On our final morning together I brought my best energy, methodically trained with each member of the board, released as much expectation as possible that anything would change, and informally reviewed the demo on the open mat between classes, emphasizing basic movement, extension, and solid stillness between techniques, silently making abundantly clear to everyone in the dojo that the qualities the board had missed were consistently in play as they have been throughout my black belt years. They are, after all, the reasons Kayla Sensei has me teach every Beginners' Class at Aikido of Berkeley as well as every Wednesday morning and every other Saturday. The morning training was a pleasure, I wore all the skin off the top of my toes, Louis Sensei called me up to take ukemi and mentioned later how strong I seem to him. Pat Sensei squinted and asked how I was. Bernice Sensei suggested I extend my fingers more so I left off being super-careful with her and gave her fragile frame another 10% after which she allowed "I knew you have it in you - we just didn't see it yesterday." All in all, as everyone grabbed and threw me around, tried and failed to resist me or disturb my balance, etc. it was extremely weird. And, of course, nothing changed.

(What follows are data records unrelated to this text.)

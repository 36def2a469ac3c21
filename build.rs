use chrono::Datelike;

fn main() {
    // Capture the current year for the footer copyright line
    let build_year = chrono::Utc::now().year();

    println!("cargo:rustc-env=BUILD_YEAR={}", build_year);

    // Rerun if build.rs changes
    println!("cargo:rerun-if-changed=build.rs");
}
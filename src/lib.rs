#[cfg(any(feature = "ssr", feature = "hydrate"))]
pub mod app;
pub mod content;
pub mod image;
pub mod nav;
pub mod theme;

#[cfg(feature = "hydrate")]
#[wasm_bindgen::prelude::wasm_bindgen]
pub fn hydrate() {
    use crate::app::*;
    console_error_panic_hook::set_once();
    // logging is best effort in the browser
    let _ = console_log::init_with_level(log::Level::Info);
    leptos::mount::hydrate_body(App);
}
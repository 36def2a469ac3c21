/// Accent colours used by skill categories, contact cards and hero badges.
///
/// Class names are spelled out in full so the Tailwind scanner sees every one of them.
#[derive(Debug, Clone, Copy, PartialEq, Eq, Hash)]
pub enum Theme {
    Blue,
    Cyan,
    Purple,
    Green,
    Gray,
}

impl Theme {
    pub const ALL: [Theme; 5] = [
        Theme::Blue,
        Theme::Cyan,
        Theme::Purple,
        Theme::Green,
        Theme::Gray,
    ];

    /// Skill category card background, border and hover shadow.
    pub fn card(self) -> &'static str {
        match self {
            Theme::Blue => "bg-gradient-to-br from-blue-900/50 to-blue-800/50 border-blue-500/30 hover:border-blue-400 hover:shadow-blue-500/20",
            Theme::Cyan => "bg-gradient-to-br from-cyan-900/50 to-cyan-800/50 border-cyan-500/30 hover:border-cyan-400 hover:shadow-cyan-500/20",
            Theme::Purple => "bg-gradient-to-br from-purple-900/50 to-purple-800/50 border-purple-500/30 hover:border-purple-400 hover:shadow-purple-500/20",
            Theme::Green => "bg-gradient-to-br from-green-900/50 to-green-800/50 border-green-500/30 hover:border-green-400 hover:shadow-green-500/20",
            Theme::Gray => "bg-gradient-to-br from-gray-900/50 to-gray-800/50 border-gray-500/30 hover:border-gray-400 hover:shadow-gray-500/20",
        }
    }

    /// Foreground colour for icons and headings.
    pub fn text(self) -> &'static str {
        match self {
            Theme::Blue => "text-blue-400",
            Theme::Cyan => "text-cyan-400",
            Theme::Purple => "text-purple-400",
            Theme::Green => "text-green-400",
            Theme::Gray => "text-gray-400",
        }
    }

    pub fn border(self) -> &'static str {
        match self {
            Theme::Blue => "border-blue-500/20 hover:border-blue-500/40",
            Theme::Cyan => "border-cyan-500/20 hover:border-cyan-500/40",
            Theme::Purple => "border-purple-500/20 hover:border-purple-500/40",
            Theme::Green => "border-green-500/20 hover:border-green-500/40",
            Theme::Gray => "border-gray-500/20 hover:border-gray-500/40",
        }
    }

    /// Skill chip inside a category card.
    pub fn chip(self) -> &'static str {
        match self {
            Theme::Blue => "bg-blue-500/20 hover:bg-blue-500/30",
            Theme::Cyan => "bg-cyan-500/20 hover:bg-cyan-500/30",
            Theme::Purple => "bg-purple-500/20 hover:bg-purple-500/30",
            Theme::Green => "bg-green-500/20 hover:bg-green-500/30",
            Theme::Gray => "bg-gray-500/20 hover:bg-gray-500/30",
        }
    }

    /// Hero technology badge.
    pub fn badge(self) -> &'static str {
        match self {
            Theme::Blue => "bg-blue-500/20 border-blue-500/30",
            Theme::Cyan => "bg-cyan-500/20 border-cyan-500/30",
            Theme::Purple => "bg-purple-500/20 border-purple-500/30",
            Theme::Green => "bg-green-500/20 border-green-500/30",
            Theme::Gray => "bg-gray-500/20 border-gray-500/30",
        }
    }

    /// Contact card background. `linked` adds the hover state of clickable cards.
    pub fn tile(self, linked: bool) -> &'static str {
        match (self, linked) {
            (Theme::Blue, false) => "bg-blue-900/30",
            (Theme::Blue, true) => "bg-blue-900/30 hover:bg-blue-900/50",
            (Theme::Cyan, false) => "bg-cyan-900/30",
            (Theme::Cyan, true) => "bg-cyan-900/30 hover:bg-cyan-900/50",
            (Theme::Purple, false) => "bg-purple-900/30",
            (Theme::Purple, true) => "bg-purple-900/30 hover:bg-purple-900/50",
            (Theme::Green, false) => "bg-green-900/30",
            (Theme::Green, true) => "bg-green-900/30 hover:bg-green-900/50",
            (Theme::Gray, false) => "bg-gray-900/30",
            (Theme::Gray, true) => "bg-gray-900/30 hover:bg-gray-900/50",
        }
    }

    /// Rounded icon holder on contact cards.
    pub fn icon_tile(self, linked: bool) -> &'static str {
        match (self, linked) {
            (Theme::Blue, false) => "bg-blue-500/20",
            (Theme::Blue, true) => "bg-blue-500/20 group-hover:bg-blue-500/30",
            (Theme::Cyan, false) => "bg-cyan-500/20",
            (Theme::Cyan, true) => "bg-cyan-500/20 group-hover:bg-cyan-500/30",
            (Theme::Purple, false) => "bg-purple-500/20",
            (Theme::Purple, true) => "bg-purple-500/20 group-hover:bg-purple-500/30",
            (Theme::Green, false) => "bg-green-500/20",
            (Theme::Green, true) => "bg-green-500/20 group-hover:bg-green-500/30",
            (Theme::Gray, false) => "bg-gray-500/20",
            (Theme::Gray, true) => "bg-gray-500/20 group-hover:bg-gray-500/30",
        }
    }
}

Power systems can be so pathetic. I'm glad no more was at stake than the good feeling of everyone in our dojo toward the organization, income during our travels (a 4th dan makes more for demos and workshops than a 3rd dan), the integrity of a leadership who occasionally lay claim to being process-savvy, and the relationships of everybody involved. Under other circumstances the consequences of singling someone out who is struggling to recover from major tragedy and a huge project and transition to make an example of them for not conforming utterly could have been risky.
As is usual at public events, members of Aikido of Berkeley received various deshi from other places saying the equivalent of "with no disrespect intended to our teacher, we'd love to come train with you guys."
Then we left.
I am a bizarre and confusing mix of anger (blends into existential/targetless grief-anger) and sarcasm, as you no doubt have noticed, and exhausted, and proud to have been promoted to Yondan by Kayla Sensei, and determined to write a ton, and whelmed by the prospect before me, and powerless, and powerful, and good grief....
What do you do with a wealth of experiences all in one time frame which give the lie to the idea of Justice, cause a great deal of pain, and about which you can effectively do nothing? I'm getting to the point of just not wanting to talk about these things as they pile up, so I get uncharacteristically close to clamming up and hoping for the next hit to be a bit farther away.
Today I am in Oxnard writing with a professional research and writing coach. Tomorrow I will be too. I'm exhausted and demoralized and looking forward to some glimmer at the end of this pervasive dark I am hoping is at least as structured as a tunnel, even if the light is an oncoming train.
This scrap of prose is in the vein of what I am learning from Karen Koepp as we go through two days of intensive dissertation writing. Just write it down. Do something with it no matter what you feel like at the moment. Edit later.
Back to pounding away at the keys and then to bed.
The latter is that flat, rectangular, puffy thing without the To-do list.